A section of a hanging scroll created by renowned Japanese painter Taikan Yokoyama (1868-1958). This scroll with a male figure was loaned by Yoichiro Ushioda, chairman and CEO of building and housing material maker LIXIL Group and the financial supporter of the center located in the university’s main library. © 2019 Jouji Suzuki.

In July 2017, the University of Tokyo launched a research center with a big ambition: to create a new academic field around the humanities.

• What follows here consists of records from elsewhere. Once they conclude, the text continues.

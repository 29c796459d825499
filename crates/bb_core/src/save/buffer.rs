//! Client-side action buffer.
//!
//! Persisted actions accumulate here tagged with the pitch key at which they
//! happened. The buffer is drained in one `mem::take` when the pitch key
//! advances, so a reader sees either every buffered event or none.

use std::mem;

use super::format::{GameEvent, SaveId};
use crate::engine::GameAction;

#[derive(Debug, Clone)]
pub struct ActionBuffer {
    pending: Vec<GameEvent>,
    next_seq: u64,
}

impl Default for ActionBuffer {
    fn default() -> Self {
        Self::new(0)
    }
}

impl ActionBuffer {
    /// `last_seq` is the highest seq already stored for this save.
    pub fn new(last_seq: u64) -> Self {
        Self { pending: Vec::new(), next_seq: last_seq + 1 }
    }

    /// Buffer `action` if it is on the persisted allow-list. Returns its seq.
    pub fn record(&mut self, at: u64, action: &GameAction) -> Option<u64> {
        if !action.is_persisted() {
            return None;
        }
        let seq = self.next_seq;
        self.next_seq += 1;
        self.pending.push(GameEvent::new(seq, at, action.clone()));
        Some(seq)
    }

    /// Highest seq handed out so far.
    pub fn last_seq(&self) -> u64 {
        self.next_seq - 1
    }

    pub fn len(&self) -> usize {
        self.pending.len()
    }

    pub fn is_empty(&self) -> bool {
        self.pending.is_empty()
    }

    /// Take everything once a save id exists. Without one, nothing is
    /// dropped and the events wait for a later advance.
    pub fn drain_for(&mut self, save_id: Option<&SaveId>) -> Option<Vec<GameEvent>> {
        save_id?;
        if self.pending.is_empty() {
            return None;
        }
        Some(mem::take(&mut self.pending))
    }
}

#[cfg(test)]
mod tests {
    use super::*;
    use crate::models::{PitchType, TeamInfo};

    #[test]
    fn test_admin_actions_skipped() {
        let mut buffer = ActionBuffer::new(0);
        let teams = GameAction::SetTeams { away: TeamInfo::default(), home: TeamInfo::default() };
        assert_eq!(buffer.record(0, &teams), None);
        assert_eq!(buffer.record(0, &GameAction::Reset), None);
        assert_eq!(buffer.record(0, &GameAction::Wait { pitch: PitchType::Fastball }), Some(1));
        assert_eq!(buffer.len(), 1);
    }

    #[test]
    fn test_events_kept_until_id_known() {
        let mut buffer = ActionBuffer::new(0);
        buffer.record(0, &GameAction::Wait { pitch: PitchType::Fastball });
        buffer.record(1, &GameAction::Foul { pitch: PitchType::Slider });
        assert_eq!(buffer.drain_for(None), None);
        assert_eq!(buffer.len(), 2);

        let id = SaveId::new("s");
        let events = buffer.drain_for(Some(&id)).unwrap();
        assert_eq!(events.iter().map(|e| e.seq).collect::<Vec<_>>(), vec![1, 2]);
        assert_eq!(events.iter().map(|e| e.at).collect::<Vec<_>>(), vec![0, 1]);
        assert!(buffer.is_empty());
        assert_eq!(buffer.drain_for(Some(&id)), None);
    }

    #[test]
    fn test_seq_continues_after_resume() {
        let mut buffer = ActionBuffer::new(41);
        assert_eq!(buffer.record(9, &GameAction::SkipDecision), Some(42));
        assert_eq!(buffer.last_seq(), 42);
    }
}
//! Box score and signatures derived from the append-only logs.

use std::fmt::Write as _;

use serde::Serialize;

use crate::engine::GameState;
use crate::models::{HitType, PlayKind, TeamSide, LINEUP_SLOTS};
use crate::roster::RosterProvider;
use crate::save::GameEvent;

/// Per-slot batting totals.
#[derive(Debug, Clone, Copy, Default, PartialEq, Eq, Serialize)]
pub struct SlotTotals {
    pub plate_appearances: u32,
    pub at_bats: u32,
    pub hits: u32,
    pub doubles: u32,
    pub triples: u32,
    pub home_runs: u32,
    pub walks: u32,
    pub strikeouts: u32,
    pub rbi: u32,
}

/// Aggregate the logs of one club. Hits and every batter out (strikeouts
/// included) are at-bats; walks are plate appearances only.
pub fn slot_totals(state: &GameState, side: TeamSide) -> [SlotTotals; LINEUP_SLOTS] {
    let mut totals = [SlotTotals::default(); LINEUP_SLOTS];
    let i = side.index();

    for entry in &state.play_log[i] {
        let Some(line) = totals.get_mut(entry.slot as usize) else { continue };
        line.plate_appearances += 1;
        line.rbi += entry.rbi as u32;
        match entry.kind {
            PlayKind::Hit(hit) => {
                line.at_bats += 1;
                line.hits += 1;
                match hit {
                    HitType::Double => line.doubles += 1,
                    HitType::Triple => line.triples += 1,
                    HitType::HomeRun => line.home_runs += 1,
                    HitType::Single => {}
                }
            }
            PlayKind::Walk | PlayKind::IntentionalWalk => line.walks += 1,
        }
    }
    for entry in state.out_log[i].iter().chain(&state.strikeout_log[i]) {
        if let Some(line) = totals.get_mut(entry.slot as usize) {
            line.plate_appearances += 1;
            line.at_bats += 1;
        }
    }
    for entry in &state.strikeout_log[i] {
        if let Some(line) = totals.get_mut(entry.slot as usize) {
            line.strikeouts += 1;
        }
    }
    totals
}

#[derive(Debug, Clone, PartialEq, Serialize)]
pub struct BattingLine {
    pub slot: u8,
    pub label: String,
    #[serde(flatten)]
    pub totals: SlotTotals,
}

#[derive(Debug, Clone, PartialEq, Serialize)]
pub struct TeamBox {
    pub name: String,
    pub lines: Vec<BattingLine>,
    /// Runs per inning, `None` for an unplayed bottom half.
    pub innings: Vec<Option<u16>>,
    pub runs: u16,
    pub hits: u32,
}

#[derive(Debug, Clone, PartialEq, Serialize)]
pub struct BoxScore {
    pub away: TeamBox,
    pub home: TeamBox,
    pub is_final: bool,
}

impl BoxScore {
    pub fn from_state(state: &GameState, roster: Option<&dyn RosterProvider>) -> Self {
        let innings = state.inning_runs[0].len().max(state.inning_runs[1].len());
        let team_box = |side: TeamSide| {
            let team = &state.teams[side.index()];
            let lines: Vec<BattingLine> = slot_totals(state, side)
                .iter()
                .enumerate()
                .map(|(slot, totals)| {
                    let label = roster
                        .and_then(|r| r.batter(&team.id, slot as u8))
                        .map(|p| p.label())
                        .unwrap_or_else(|| format!("Slot {}", slot + 1));
                    BattingLine { slot: slot as u8, label, totals: *totals }
                })
                .collect();
            let runs_by_inning = &state.inning_runs[side.index()];
            TeamBox {
                name: team.name.clone(),
                hits: lines.iter().map(|l| l.totals.hits).sum(),
                lines,
                innings: (0..innings).map(|i| runs_by_inning.get(i).copied()).collect(),
                runs: state.score[side.index()],
            }
        };
        Self {
            away: team_box(TeamSide::Away),
            home: team_box(TeamSide::Home),
            is_final: state.game_over,
        }
    }

    /// Fixed-width text rendering: line score, then both batting tables.
    pub fn render(&self) -> String {
        let mut out = String::new();
        let width = self.away.name.len().max(self.home.name.len()).max(4);

        let _ = write!(out, "{:width$} ", "", width = width);
        for i in 0..self.away.innings.len() {
            let _ = write!(out, "{:>3}", i + 1);
        }
        let _ = writeln!(out, "  {:>3}{:>3}", "R", "H");
        for team in [&self.away, &self.home] {
            let _ = write!(out, "{:width$} ", team.name, width = width);
            for runs in &team.innings {
                match runs {
                    Some(r) => {
                        let _ = write!(out, "{:>3}", r);
                    }
                    None => {
                        let _ = write!(out, "{:>3}", "X");
                    }
                }
            }
            let _ = writeln!(out, "  {:>3}{:>3}", team.runs, team.hits);
        }

        for team in [&self.away, &self.home] {
            let _ = writeln!(out);
            let _ = writeln!(
                out,
                "{:<18}{:>4}{:>4}{:>4}{:>4}{:>4}{:>4}{:>4}{:>4}{:>4}",
                team.name, "PA", "AB", "H", "2B", "3B", "HR", "BB", "K", "RBI"
            );
            for line in &team.lines {
                let t = &line.totals;
                let _ = writeln!(
                    out,
                    "{:<18}{:>4}{:>4}{:>4}{:>4}{:>4}{:>4}{:>4}{:>4}{:>4}",
                    line.label,
                    t.plate_appearances,
                    t.at_bats,
                    t.hits,
                    t.doubles,
                    t.triples,
                    t.home_runs,
                    t.walks,
                    t.strikeouts,
                    t.rbi
                );
            }
        }
        out
    }
}

/// Stable text signature of the first `n` logged events.
pub fn event_signature(events: &[GameEvent], n: usize) -> String {
    events
        .iter()
        .take(n)
        .map(|event| {
            let action = serde_json::to_string(&event.action)
                .unwrap_or_else(|_| format!("{:?}", event.action));
            format!("{}:{}", event.at, action)
        })
        .collect::<Vec<_>>()
        .join("|")
}

#[cfg(test)]
mod tests {
    use super::*;
    use crate::engine::GameAction;
    use crate::models::{Half, OutLogEntry, PitchType, PlayLogEntry, TeamInfo};
    use crate::roster::InMemoryRoster;

    fn entry(slot: u8, kind: PlayKind, rbi: u8) -> PlayLogEntry {
        PlayLogEntry { slot, inning: 1, half: Half::Top, kind, rbi }
    }

    fn out(slot: u8) -> OutLogEntry {
        OutLogEntry { slot, inning: 1, half: Half::Top, kind: None }
    }

    #[test]
    fn test_walk_is_not_an_at_bat() {
        let mut state = GameState::default();
        state.play_log[0].push(entry(0, PlayKind::Walk, 0));
        state.play_log[0].push(entry(1, PlayKind::Hit(HitType::Double), 1));
        state.strikeout_log[0].push(out(2));

        let totals = slot_totals(&state, TeamSide::Away);
        assert_eq!(totals[0].plate_appearances, 1);
        assert_eq!(totals[0].at_bats, 0);
        assert_eq!(totals[0].walks, 1);
        assert_eq!(totals[1].at_bats, 1);
        assert_eq!(totals[1].doubles, 1);
        assert_eq!(totals[1].rbi, 1);
        assert_eq!(totals[2].strikeouts, 1);
        assert_eq!(totals[2].at_bats, 1);
    }

    #[test]
    fn test_box_score_labels() {
        let state = GameState::new(TeamInfo::new("rav", "Ravens"), TeamInfo::new("zzz", "Zed"));
        let roster = InMemoryRoster::demo();
        let score = BoxScore::from_state(&state, Some(&roster));
        assert_eq!(score.away.lines[2].label, "#3 J. Ortiz");
        assert_eq!(score.home.lines[2].label, "Slot 3");

        let bare = BoxScore::from_state(&state, None);
        assert_eq!(bare.away.lines[0].label, "Slot 1");
    }

    #[test]
    fn test_unplayed_bottom_half_renders_x() {
        let mut state = GameState::default();
        state.inning_runs = [vec![0, 1], vec![0]];
        let score = BoxScore::from_state(&state, None);
        assert_eq!(score.home.innings, vec![Some(0), None]);
        assert!(score.render().contains('X'));
    }

    #[test]
    fn test_event_signature_shape() {
        let events = vec![
            GameEvent::new(1, 0, GameAction::Wait { pitch: PitchType::Fastball }),
            GameEvent::new(2, 1, GameAction::Foul { pitch: PitchType::Slider }),
        ];
        let sig = event_signature(&events, 5);
        assert_eq!(
            sig,
            r#"0:{"type":"wait","payload":{"pitch":"fastball"}}|1:{"type":"foul","payload":{"pitch":"slider"}}"#
        );
        assert_eq!(event_signature(&events, 1).matches('|').count(), 0);
    }
}
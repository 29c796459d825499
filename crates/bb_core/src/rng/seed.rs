//! Base-36 seed text.
//!
//! Seeds travel in URLs and are typed by hand, so the textual form is
//! base-36 (`0-9a-z`). Parsing is case-insensitive; the canonical form is
//! lowercase without leading zeros, and `Seed::parse(seed.to_string())`
//! always yields the same numeric value.

use std::fmt;
use std::str::FromStr;

use serde::{Deserialize, Deserializer, Serialize, Serializer};
use thiserror::Error;

const RADIX: u64 = 36;
const MAX_DIGITS: usize = 13;

#[derive(Debug, Clone, PartialEq, Eq, Error)]
pub enum SeedError {
    #[error("seed is empty")]
    Empty,

    #[error("seed has {len} characters, at most {MAX_DIGITS} are allowed")]
    TooLong { len: usize },

    #[error("seed contains invalid character '{ch}' (use 0-9 and a-z)")]
    InvalidChar { ch: char },

    #[error("seed does not fit in 64 bits")]
    Overflow,
}

#[derive(Debug, Clone, Copy, PartialEq, Eq, Hash, PartialOrd, Ord)]
pub struct Seed(u64);

impl Seed {
    pub const fn from_value(value: u64) -> Self {
        Self(value)
    }

    pub fn value(self) -> u64 {
        self.0
    }

    pub fn parse(text: &str) -> Result<Self, SeedError> {
        let trimmed = text.trim();
        if trimmed.is_empty() {
            return Err(SeedError::Empty);
        }
        if trimmed.len() > MAX_DIGITS {
            return Err(SeedError::TooLong { len: trimmed.len() });
        }

        let mut value: u64 = 0;
        for ch in trimmed.chars() {
            let digit = ch.to_digit(RADIX as u32).ok_or(SeedError::InvalidChar { ch })? as u64;
            value = value
                .checked_mul(RADIX)
                .and_then(|v| v.checked_add(digit))
                .ok_or(SeedError::Overflow)?;
        }
        Ok(Self(value))
    }

    /// A fresh seed for a new game. This is the only place entropy enters.
    pub fn random() -> Self {
        Self(rand::random::<u64>())
    }

    pub fn to_base36(self) -> String {
        if self.0 == 0 {
            return "0".to_string();
        }
        let mut digits = Vec::with_capacity(MAX_DIGITS);
        let mut n = self.0;
        while n > 0 {
            let d = (n % RADIX) as u32;
            digits.push(std::char::from_digit(d, RADIX as u32).unwrap_or('0'));
            n /= RADIX;
        }
        digits.iter().rev().collect()
    }
}

impl fmt::Display for Seed {
    fn fmt(&self, f: &mut fmt::Formatter<'_>) -> fmt::Result {
        f.write_str(&self.to_base36())
    }
}

impl FromStr for Seed {
    type Err = SeedError;

    fn from_str(s: &str) -> Result<Self, Self::Err> {
        Self::parse(s)
    }
}

impl Serialize for Seed {
    fn serialize<S: Serializer>(&self, serializer: S) -> Result<S::Ok, S::Error> {
        serializer.serialize_str(&self.to_base36())
    }
}

impl<'de> Deserialize<'de> for Seed {
    fn deserialize<D: Deserializer<'de>>(deserializer: D) -> Result<Self, D::Error> {
        let text = String::deserialize(deserializer)?;
        Seed::parse(&text).map_err(serde::de::Error::custom)
    }
}
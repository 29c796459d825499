//! Event-sourced persistence.
//!
//! A save is a header, an append-only log of game events and the latest
//! snapshot. Live play feeds an [`AutoSaver`], which buffers events until
//! the pitch key advances and hands store commands to an [`Outbox`].

pub mod autosave;
pub mod buffer;
pub mod error;
pub mod export;
pub mod file_store;
pub mod format;
pub mod loader;
pub mod migration;
pub mod outbox;
pub mod store;

pub use autosave::AutoSaver;
pub use buffer::ActionBuffer;
pub use error::{MissingDependency, SaveError};
pub use export::{export_doc, export_save, import_save, parse_import, signature, EXPORT_VERSION};
pub use file_store::FileStore;
pub use format::{
    decode_doc, encode_doc, GameEvent, InningMarker, ProgressPatch, SaveDoc, SaveHeader, SaveId,
    SaveProgress, SaveSummary, StateSnapshot, SCHEMA_VERSION,
};
pub use loader::{load_resume, rebuild_state, ResumePoint, ResumeSource};
pub use migration::migrate_header;
pub use outbox::{Outbox, OutboxCommand, PumpReport};
pub use store::{MemoryStore, SaveStore};
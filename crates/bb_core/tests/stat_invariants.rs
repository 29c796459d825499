use bb_core::engine::{check_invariants, DecisionChoice, GameAction, GameSession, GameState};
use bb_core::models::{
    GameSetup, Half, OutKind, PitchType, Strategy as Approach, TeamInfo, TeamSide, LINEUP_SLOTS,
};
use bb_core::rng::Seed;
use bb_core::stats::{slot_totals, BoxScore};
use proptest::prelude::*;

fn play_game(seed: u64, manage: Option<TeamSide>, accept: bool) -> GameState {
    let mut setup = GameSetup::new(TeamInfo::new("rav", "Ravens"), TeamInfo::new("owl", "Owls"))
        .with_strategy(TeamSide::Away, Approach::Aggressive)
        .with_strategy(TeamSide::Home, Approach::Contact);
    if let Some(side) = manage {
        setup = setup.with_manager(side);
    }
    let mut session = GameSession::new(Seed::from_value(seed), setup).with_bench(true, true);
    let choice = if accept { DecisionChoice::Accept } else { DecisionChoice::Skip };
    session.play_out(50_000, |_| choice).unwrap();
    session.state().clone()
}

fn manage_strategy() -> impl Strategy<Value = Option<TeamSide>> {
    prop_oneof![Just(None), Just(Some(TeamSide::Away)), Just(Some(TeamSide::Home))]
}

proptest! {
    #![proptest_config(ProptestConfig::with_cases(24))]

    #[test]
    fn prop_completed_game_stat_invariants(
        seed in any::<u64>(),
        manage in manage_strategy(),
        accept in any::<bool>(),
    ) {
        let state = play_game(seed, manage, accept);
        prop_assert!(state.game_over);
        prop_assert!(check_invariants(&state).is_empty());

        for side in [TeamSide::Away, TeamSide::Home] {
            let totals = slot_totals(&state, side);
            for slot in 0..LINEUP_SLOTS {
                let t = totals[slot];
                prop_assert!(t.strikeouts <= t.at_bats);
                prop_assert_eq!(t.plate_appearances, t.at_bats + t.walks);
                if slot + 1 < LINEUP_SLOTS {
                    let next = totals[slot + 1];
                    prop_assert!(t.at_bats + t.walks >= next.at_bats + next.walks);
                }
            }
            // The order wraps, so the leadoff hitter is at most one ahead.
            let first = totals[0].plate_appearances;
            let last = totals[LINEUP_SLOTS - 1].plate_appearances;
            prop_assert!(first - last <= 1);
        }

        let boxscore = BoxScore::from_state(&state, None);
        prop_assert_eq!(boxscore.away.runs, state.score[0]);
        prop_assert_eq!(boxscore.home.runs, state.score[1]);
        prop_assert!(state.score[0] != state.score[1]);
    }
}

#[test]
fn test_walk_shows_up_as_at_bat_gap() {
    let setup = GameSetup::new(TeamInfo::new("rav", "Ravens"), TeamInfo::new("owl", "Owls"));
    let mut session = GameSession::new(Seed::from_value(1), setup);
    let ball = GameAction::Wait { pitch: PitchType::Fastball };
    let out = GameAction::BattedOut { out: OutKind::PopOut, pitch: PitchType::Slider };
    let strike = GameAction::Strike { swinging: true, pitch: PitchType::Curveball };

    // Slot 0 walks; slots 1-3 are retired on pop-ups and a strikeout.
    for _ in 0..4 {
        session.dispatch(ball.clone()).unwrap();
    }
    session.dispatch(out.clone()).unwrap();
    for _ in 0..3 {
        session.dispatch(strike.clone()).unwrap();
    }
    session.dispatch(out).unwrap();
    assert_eq!(session.state().half, Half::Bottom);

    let totals = slot_totals(session.state(), TeamSide::Away);
    assert_eq!(totals[0].walks, 1);
    assert_eq!(totals[0].plate_appearances, totals[1].plate_appearances);
    assert_eq!(totals[1].at_bats - totals[0].at_bats, totals[0].walks);
    assert_eq!(totals[2].strikeouts, 1);
    assert!(totals[2].strikeouts <= totals[2].at_bats);
}
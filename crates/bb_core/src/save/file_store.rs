//! One file per save: MessagePack + LZ4 + SHA-256, written atomically.

use std::fs::{self, File};
use std::io::{Read, Write};
use std::path::{Path, PathBuf};

use chrono::Utc;
use tracing::{debug, info, warn};

use super::error::SaveError;
use super::format::{
    decode_doc, encode_doc, GameEvent, ProgressPatch, SaveDoc, SaveHeader, SaveId, SaveSummary,
};
use super::store::{sort_recent_first, SaveStore};

const EXTENSION: &str = "bbsave";

#[derive(Debug, Clone)]
pub struct FileStore {
    dir: PathBuf,
}

impl FileStore {
    /// Open (creating if needed) a store rooted at `dir`.
    pub fn open(dir: impl Into<PathBuf>) -> Result<Self, SaveError> {
        let dir = dir.into();
        fs::create_dir_all(&dir)?;
        Ok(Self { dir })
    }

    pub fn dir(&self) -> &Path {
        &self.dir
    }

    fn path_for(&self, id: &SaveId) -> Result<PathBuf, SaveError> {
        let safe = !id.as_str().is_empty()
            && id.as_str().chars().all(|c| c.is_ascii_alphanumeric() || c == '-' || c == '_');
        if !safe {
            return Err(SaveError::NotFound { id: id.clone() });
        }
        Ok(self.dir.join(format!("{}.{}", id, EXTENSION)))
    }

    fn read_doc(&self, id: &SaveId) -> Result<SaveDoc, SaveError> {
        let path = self.path_for(id)?;
        if !path.exists() {
            return Err(SaveError::NotFound { id: id.clone() });
        }
        load_from_path(&path)
    }

    fn write_doc(&self, doc: &mut SaveDoc) -> Result<(), SaveError> {
        doc.revision += 1;
        doc.updated_at = Utc::now();
        let path = self.path_for(&doc.id)?;
        save_to_path(&path, doc)
    }

    fn modify<T>(
        &mut self,
        id: &SaveId,
        f: impl FnOnce(&mut SaveDoc) -> T,
    ) -> Result<T, SaveError> {
        let mut doc = self.read_doc(id)?;
        let out = f(&mut doc);
        self.write_doc(&mut doc)?;
        Ok(out)
    }

    fn all_docs(&self) -> Result<Vec<SaveDoc>, SaveError> {
        let mut docs = Vec::new();
        for entry in fs::read_dir(&self.dir)? {
            let path = entry?.path();
            if path.extension().and_then(|e| e.to_str()) != Some(EXTENSION) {
                continue;
            }
            match load_from_path(&path) {
                Ok(doc) => docs.push(doc),
                Err(e) => warn!(path = %path.display(), error = %e, "skipping unreadable save"),
            }
        }
        Ok(docs)
    }
}

impl SaveStore for FileStore {
    fn create_save(&mut self, header: SaveHeader) -> Result<SaveId, SaveError> {
        if let Some(existing) = self
            .all_docs()?
            .into_iter()
            .find(|d| d.header.session_token == header.session_token)
        {
            return Ok(existing.id);
        }
        let mut doc = SaveDoc::new(SaveId::generate(), header);
        self.write_doc(&mut doc)?;
        info!(save_id = %doc.id, "save created");
        Ok(doc.id)
    }

    fn append_events(&mut self, id: &SaveId, events: &[GameEvent]) -> Result<usize, SaveError> {
        self.modify(id, |doc| doc.append(events))
    }

    fn update_progress(
        &mut self,
        id: &SaveId,
        pitch_key: u64,
        patch: ProgressPatch,
    ) -> Result<(), SaveError> {
        self.modify(id, |doc| {
            doc.apply_progress(pitch_key, patch);
        })
    }

    fn load(&self, id: &SaveId) -> Result<SaveDoc, SaveError> {
        self.read_doc(id)
    }

    fn list_saves(&self) -> Result<Vec<SaveSummary>, SaveError> {
        let mut summaries: Vec<SaveSummary> = self.all_docs()?.iter().map(SaveDoc::summary).collect();
        sort_recent_first(&mut summaries);
        Ok(summaries)
    }

    fn delete_save(&mut self, id: &SaveId) -> Result<(), SaveError> {
        let path = self.path_for(id)?;
        if !path.exists() {
            return Err(SaveError::NotFound { id: id.clone() });
        }
        fs::remove_file(&path)?;
        info!(save_id = %id, "save deleted");
        Ok(())
    }

    fn truncate_events(&mut self, id: &SaveId, after_seq: u64) -> Result<usize, SaveError> {
        self.modify(id, |doc| doc.truncate_after(after_seq))
    }

    fn insert_doc(&mut self, mut doc: SaveDoc) -> Result<SaveId, SaveError> {
        doc.validate()?;
        self.write_doc(&mut doc)?;
        Ok(doc.id)
    }
}

fn save_to_path(path: &Path, doc: &SaveDoc) -> Result<(), SaveError> {
    let data = encode_doc(doc)?;

    // Atomic save: write to temp file, then rename
    let temp_path = path.with_extension("tmp");
    {
        let mut file = File::create(&temp_path)?;
        file.write_all(&data)?;
        file.flush()?;
        file.sync_all()?;
    }
    fs::rename(&temp_path, path)?;

    debug!(bytes = data.len(), path = %path.display(), "save written");
    Ok(())
}

fn load_from_path(path: &Path) -> Result<SaveDoc, SaveError> {
    let mut data = Vec::new();
    File::open(path)?.read_to_end(&mut data)?;
    decode_doc(&data)
}

#[cfg(test)]
mod tests {
    use super::*;
    use crate::engine::GameAction;
    use crate::models::{GameSetup, PitchType, TeamInfo};
    use crate::rng::Seed;
    use tempfile::TempDir;

    fn header() -> SaveHeader {
        SaveHeader::new(
            Seed::from_value(7),
            GameSetup::new(TeamInfo::new("rav", "Ravens"), TeamInfo::new("owl", "Owls")),
        )
    }

    #[test]
    fn test_file_roundtrip() {
        let dir = TempDir::new().unwrap();
        let mut store = FileStore::open(dir.path()).unwrap();
        let h = header();
        let id = store.create_save(h.clone()).unwrap();
        assert_eq!(store.create_save(h).unwrap(), id);

        let events = [
            GameEvent::new(1, 0, GameAction::Wait { pitch: PitchType::Fastball }),
            GameEvent::new(2, 1, GameAction::Foul { pitch: PitchType::Changeup }),
        ];
        assert_eq!(store.append_events(&id, &events).unwrap(), 2);
        assert_eq!(store.append_events(&id, &events).unwrap(), 0);

        let doc = store.load(&id).unwrap();
        assert_eq!(doc.events, events.to_vec());
        assert!(!dir.path().join(format!("{}.tmp", id)).exists());

        let listed = store.list_saves().unwrap();
        assert_eq!(listed.len(), 1);
        assert_eq!(listed[0].events, 2);
    }

    #[test]
    fn test_corrupt_file_skipped_in_listing() {
        let dir = TempDir::new().unwrap();
        let mut store = FileStore::open(dir.path()).unwrap();
        store.create_save(header()).unwrap();
        fs::write(dir.path().join("broken.bbsave"), b"not a save at all, definitely not").unwrap();
        assert_eq!(store.list_saves().unwrap().len(), 1);
    }

    #[test]
    fn test_delete_and_path_safety() {
        let dir = TempDir::new().unwrap();
        let mut store = FileStore::open(dir.path()).unwrap();
        let id = store.create_save(header()).unwrap();
        store.delete_save(&id).unwrap();
        assert!(matches!(store.load(&id), Err(SaveError::NotFound { .. })));
        assert!(matches!(
            store.load(&SaveId::new("../etc/passwd")),
            Err(SaveError::NotFound { .. })
        ));
    }
}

The Humanities Center (HMC) is a collaborative research consortium comprising eight UTokyo departments and institutions, including the Graduate Schools for Law and Politics; Graduate School of Humanities and Sociology; Graduate School of Arts and Sciences; Graduate School of Education; Graduate School of Interdisciplinary Information Studies; Institute for Advanced Studies on Asia; the Historiographical Institute; and the University of Tokyo Library System.
Eighteen months later, the center serves as a unique platform for researchers from fields across the humanities to meet and exchange ideas on their work. In a recent interview with UTokyo FOCUS, Mareshi Saito, a professor of Chinese literature and head of the HMC, explained how the center came to be, why studying the humanities is part of human nature and what he envisions as the center’s future role.

A year and a half has passed since the establishment of the HMC. Could you tell us how it all started?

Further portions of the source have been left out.